WORK REQUEST: Search the material below for "LinkCounters" and copy every line where it occurs.

Top of SUPPLIED RECORDS

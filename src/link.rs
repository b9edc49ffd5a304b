use std::sync::atomic::{AtomicU64, Ordering};
use std::sync::Arc;

use serde::{Deserialize, Serialize};
use thiserror::Error;
use tokio::sync::{mpsc, watch};
use tokio::task::JoinHandle;
use tracing::{debug, info, warn};

use crate::codec::{CodecError, FrameDecoder, FrameEncoder};
use crate::config::{CodecConfig, ConnectionConfig, LinkConfig};
use crate::connection::{ConnectionError, ConnectionEvent, Endpoint, ResilientConnection};
use crate::geometry::YawConvention;
use crate::protocol::{AgentCommand, AgentId};
use crate::telemetry::{maps_from_frame, AgentEvent, AgentStatus, StatusUpdate, TelemetryMessage};

#[derive(Debug, Error)]
pub enum LinkError {
    #[error("encoding failed: {0}")]
    Codec(#[from] CodecError),
    #[error(transparent)]
    Connection(#[from] ConnectionError),
}

#[derive(Debug, Clone, Copy, PartialEq, Eq, Serialize, Deserialize)]
#[serde(rename_all = "lowercase")]
pub enum LinkState {
    Disconnected,
    Connecting,
    Connected,
    Closing,
}

#[derive(Debug, Default)]
struct LinkCounters {
    sessions: AtomicU64,
    bytes_received: AtomicU64,
    frames_decoded: AtomicU64,
    frames_dropped: AtomicU64,
    maps_emitted: AtomicU64,
    commands_sent: AtomicU64,
}

#[derive(Debug, Clone, Copy, Default, PartialEq, Eq, Serialize, Deserialize)]
pub struct LinkStats {
    pub sessions: u64,
    pub bytes_received: u64,
    pub frames_decoded: u64,
    pub frames_dropped: u64,
    pub maps_emitted: u64,
    pub commands_sent: u64,
}

/// One agent bound to one resilient connection.
///
/// A background task turns connection events into [`AgentEvent`]s on the
/// shared upstream channel; the handle encodes and writes outbound commands.
#[derive(Debug)]
pub struct AgentLink {
    agent_id: AgentId,
    connection: ResilientConnection,
    encoder: FrameEncoder,
    state: Arc<watch::Sender<LinkState>>,
    counters: Arc<LinkCounters>,
    task: JoinHandle<()>,
}

impl AgentLink {
    pub fn spawn(
        agent_id: AgentId,
        endpoint: Endpoint,
        connection_config: &ConnectionConfig,
        codec_config: &CodecConfig,
        link_config: &LinkConfig,
        upstream: mpsc::Sender<AgentEvent>,
    ) -> Self {
        info!(agent_id, endpoint = %endpoint, "starting agent link");
        let (connection, events) = ResilientConnection::open(endpoint, connection_config);
        let (state, _) = watch::channel(LinkState::Connecting);
        let state = Arc::new(state);
        let counters = Arc::new(LinkCounters::default());

        let worker = LinkTask {
            agent_id,
            events,
            decoder: FrameDecoder::new(codec_config),
            yaw: link_config.yaw,
            mirror_maps: link_config.mirror_maps,
            upstream,
            state: Arc::clone(&state),
            counters: Arc::clone(&counters),
            offline_reported: false,
        };
        let task = tokio::spawn(worker.run());

        Self {
            agent_id,
            connection,
            encoder: FrameEncoder::new(codec_config),
            state,
            counters,
            task,
        }
    }

    pub fn agent_id(&self) -> AgentId {
        self.agent_id
    }

    pub fn endpoint(&self) -> &Endpoint {
        self.connection.endpoint()
    }

    pub fn state(&self) -> LinkState {
        *self.state.borrow()
    }

    pub fn watch_state(&self) -> watch::Receiver<LinkState> {
        self.state.subscribe()
    }

    pub fn is_connected(&self) -> bool {
        self.state() == LinkState::Connected
    }

    pub fn stats(&self) -> LinkStats {
        let c = &self.counters;
        LinkStats {
            sessions: c.sessions.load(Ordering::Relaxed),
            bytes_received: c.bytes_received.load(Ordering::Relaxed),
            frames_decoded: c.frames_decoded.load(Ordering::Relaxed),
            frames_dropped: c.frames_dropped.load(Ordering::Relaxed),
            maps_emitted: c.maps_emitted.load(Ordering::Relaxed),
            commands_sent: c.commands_sent.load(Ordering::Relaxed),
        }
    }

    /// Returns `Ok(false)` when the command was addressed to another agent.
    /// Never waits on the socket: a stalled agent surfaces as
    /// [`ConnectionError::QueueFull`].
    pub fn send_control(
        &self,
        agent_id: AgentId,
        linear_x: f64,
        angular_z: f64,
    ) -> Result<bool, LinkError> {
        self.send_command(agent_id, &AgentCommand::control(linear_x, angular_z))
    }

    /// Returns `Ok(false)` when the command was addressed to another agent.
    pub fn send_navigation(
        &self,
        agent_id: AgentId,
        x: f64,
        y: f64,
        heading: Option<f64>,
    ) -> Result<bool, LinkError> {
        self.send_command(agent_id, &AgentCommand::navigate(x, y, heading))
    }

    fn send_command(&self, agent_id: AgentId, command: &AgentCommand) -> Result<bool, LinkError> {
        if agent_id != self.agent_id {
            warn!(
                link_agent = self.agent_id,
                command_agent = agent_id,
                "ignoring command addressed to another agent"
            );
            return Ok(false);
        }

        let frame = self.encoder.encode(command)?;
        self.connection.send(frame)?;
        self.counters.commands_sent.fetch_add(1, Ordering::Relaxed);
        debug!(agent_id, ?command, "command sent");
        Ok(true)
    }

    pub fn close(&self) {
        if matches!(self.state(), LinkState::Closing) {
            return;
        }
        info!(agent_id = self.agent_id, endpoint = %self.endpoint(), "closing agent link");
        self.state.send_replace(LinkState::Closing);
        self.connection.close();
    }

    /// Close and wait for the event task to drain. Dropping the link closes
    /// it too, without waiting.
    pub async fn shutdown(self) {
        self.close();
        let AgentLink { task, connection, .. } = self;
        drop(connection);
        let _ = task.await;
    }
}

struct LinkTask {
    agent_id: AgentId,
    events: mpsc::Receiver<ConnectionEvent>,
    decoder: FrameDecoder,
    yaw: YawConvention,
    mirror_maps: bool,
    upstream: mpsc::Sender<AgentEvent>,
    state: Arc<watch::Sender<LinkState>>,
    counters: Arc<LinkCounters>,
    offline_reported: bool,
}

impl LinkTask {
    async fn run(mut self) {
        while let Some(event) = self.events.recv().await {
            match event {
                ConnectionEvent::Connecting => self.set_state(LinkState::Connecting),
                ConnectionEvent::Connected => {
                    self.counters.sessions.fetch_add(1, Ordering::Relaxed);
                    self.decoder.reset();
                    self.set_state(LinkState::Connected);
                    self.emit_status(StatusUpdate::status(AgentStatus::Idle)).await;
                }
                ConnectionEvent::Data(bytes) => self.handle_data(&bytes).await,
                ConnectionEvent::Disconnected => {
                    self.decoder.reset();
                    self.set_state(LinkState::Disconnected);
                    self.emit_status(StatusUpdate::status(AgentStatus::Offline)).await;
                }
            }
        }
        // Closed before any session ended, e.g. never connected
        if !self.offline_reported {
            self.emit_status(StatusUpdate::status(AgentStatus::Offline)).await;
        }
        self.state.send_replace(LinkState::Disconnected);
        debug!(agent_id = self.agent_id, "agent link task stopped");
    }

    fn set_state(&self, next: LinkState) {
        // Closing only gives way to Disconnected
        self.state.send_if_modified(|state| {
            if *state == LinkState::Closing && next != LinkState::Disconnected {
                return false;
            }
            let changed = *state != next;
            *state = next;
            changed
        });
    }

    async fn handle_data(&mut self, bytes: &[u8]) {
        self.counters
            .bytes_received
            .fetch_add(bytes.len() as u64, Ordering::Relaxed);

        for frame in self.decoder.feed(bytes) {
            let frame = match frame {
                Ok(frame) => frame,
                Err(e) => {
                    self.counters.frames_dropped.fetch_add(1, Ordering::Relaxed);
                    warn!(agent_id = self.agent_id, error = %e, "dropping undecodable frame");
                    continue;
                }
            };
            self.counters.frames_decoded.fetch_add(1, Ordering::Relaxed);

            if let Some(telemetry) = TelemetryMessage::from_frame(&frame, self.yaw) {
                self.emit_status(StatusUpdate::from(&telemetry)).await;
            }

            for map in maps_from_frame(&frame, self.mirror_maps) {
                match map {
                    Ok(grid) => {
                        self.counters.maps_emitted.fetch_add(1, Ordering::Relaxed);
                        debug!(agent_id = self.agent_id, kind = ?grid.kind, width = grid.width, height = grid.height, "map updated");
                        self.emit(AgentEvent::Map {
                            agent_id: self.agent_id,
                            grid,
                        })
                        .await;
                    }
                    Err(e) => warn!(agent_id = self.agent_id, error = %e, "dropping map"),
                }
            }
        }
    }

    async fn emit_status(&mut self, update: StatusUpdate) {
        self.offline_reported = update.status == Some(AgentStatus::Offline);
        self.emit(AgentEvent::Status {
            agent_id: self.agent_id,
            update,
        })
        .await;
    }

    async fn emit(&self, event: AgentEvent) {
        if self.upstream.send(event).await.is_err() {
            debug!(agent_id = self.agent_id, "upstream receiver gone, event discarded");
        }
    }
}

Bottom of SUPPLIED RECORDS

YOUR RESPONSE:
struct LinkCounters {
    counters: Arc<LinkCounters>,
        let counters = Arc::new(LinkCounters::default());
    counters: Arc<LinkCounters>,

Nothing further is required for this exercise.